Il morso lento del Parkinson

Il Parkinson è una condanna senza appello, un veleno che si insinua nel corpo e nell’anima, un’ombra che si allunga senza tregua, soffocandomi. Non chiede il permesso, non concede tregua, non sente ragioni. È un ospite indesiderato che mi strappa via, giorno dopo giorno, tutto ciò che ero, lasciandomi solo la carcassa di un’esistenza che non riconosco più. Ogni mattina mi sveglio con la speranza, per un solo istante, che tutto sia stato solo un incubo. Ma poi provo a muovermi e la realtà mi travolge come un’onda gelida: il tremore, la rigidità, il senso di impotenza. Il mio corpo non mi appartiene più, è diventato una prigione dalla quale non posso evadere, un guscio che si sgretola lentamente, inesorabilmente. E gli altri? Mi guardano con compassione, con imbarazzo, oppure fingono di non vedere. Eppure, il loro sguardo mi trafigge lo stesso. Qualcuno cerca parole di conforto, ma io so che non esistono parole giuste, perché nessuno può davvero capire. Nessuno può immaginare cosa significhi sentirsi intrappolati dentro se stessi, essere lucidi mentre il proprio corpo diventa un ostacolo, un peso morto. Vorrei gridare che sono ancora io, che dentro questa gabbia di carne tremante esisto ancora, ma la mia voce esce spezzata, incerta, come se anche lei fosse ormai ostaggio della malattia.

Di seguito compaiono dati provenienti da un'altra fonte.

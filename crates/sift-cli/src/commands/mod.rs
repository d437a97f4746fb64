//! Command implementations.
//!
//! Each command is a function from parsed arguments to the list of
//! files it wrote, so the whole surface is testable without spawning a
//! process. Commands that run a system model take a [`ModelSource`];
//! the binary passes the dynamic loader, tests pass a registry.

use std::fs;
use std::path::Path;

use sift_io::IoError;
use sift_model::{ModelHandle, ModelSource};

use crate::error::CliError;

pub mod filter;
pub mod init;
pub mod obsgen;
pub mod predict;

pub(crate) fn ensure_output_dir(path: &Path) -> Result<(), CliError> {
    fs::create_dir_all(path).map_err(|source| IoError::Io {
        path: path.to_owned(),
        source,
    })?;
    Ok(())
}

/// Load and configure a model. The option file, when given, must exist
/// before the model ever sees it.
pub(crate) fn load_model(
    source: &dyn ModelSource,
    name: &str,
    option: Option<&Path>,
) -> Result<ModelHandle, CliError> {
    if let Some(path) = option {
        if !path.exists() {
            return Err(CliError::OptionFileMissing {
                path: path.to_owned(),
            });
        }
    }
    let mut handle = source.load(name)?;
    handle.configure(option)?;
    Ok(handle)
}

#[cfg(test)]
pub(crate) mod testing {
    use sift_model::{Model, ModelRegistry};

    /// A registry with one model under the given name.
    pub fn registry_with<F>(name: &str, constructor: F) -> ModelRegistry
    where
        F: Fn() -> Box<dyn Model> + Send + Sync + 'static,
    {
        let mut registry = ModelRegistry::new();
        registry.register(name, constructor);
        registry
    }
}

E il peggio non è solo quello che gli altri vedono. Il peggio è dentro di me. È sapere che questo male è un nemico invincibile, che non posso combattere, che mi toglierà tutto, pezzo dopo pezzo. È la consapevolezza che sto scivolando via, lucido testimone della mia disfatta. Non c’è nulla che io possa fare, se non assistere impotente al mio stesso declino. Cammino su un filo sottile, sempre sull’orlo del cedimento, con la paura costante che un giorno anche questo sarà impossibile. Il mondo attorno continua a muoversi, indifferente, mentre io mi sgretolo in silenzio, prigioniero di un corpo che si ribella contro di me. E la notte non è un rifugio, è un tormento. Sogno di correre, di muovermi liberamente, di tornare a essere quello che ero. Poi mi sveglio e il risveglio è un colpo al petto, un ritorno violento alla realtà. Il Parkinson è ancora lì, più forte, più radicato. È un parassita che mi divora vivo, senza fretta, senza pietà. Ogni giorno porta via un pezzo in più, ogni giorno mi trascina più vicino a un baratro da cui non vedo via d’uscita. Non vedo la luce in fondo al tunnel. Solo il buio. Freddo, eterno, inevitabile. Mi sento vinto, svuotato, risucchiato in un abisso dal quale non posso fuggire. Forse questa è la cosa più crudele: non solo la malattia, ma la consapevolezza di non poter fare nulla per fermarla. È l’attesa di perdere tutto. Lentamente. Senza scampo.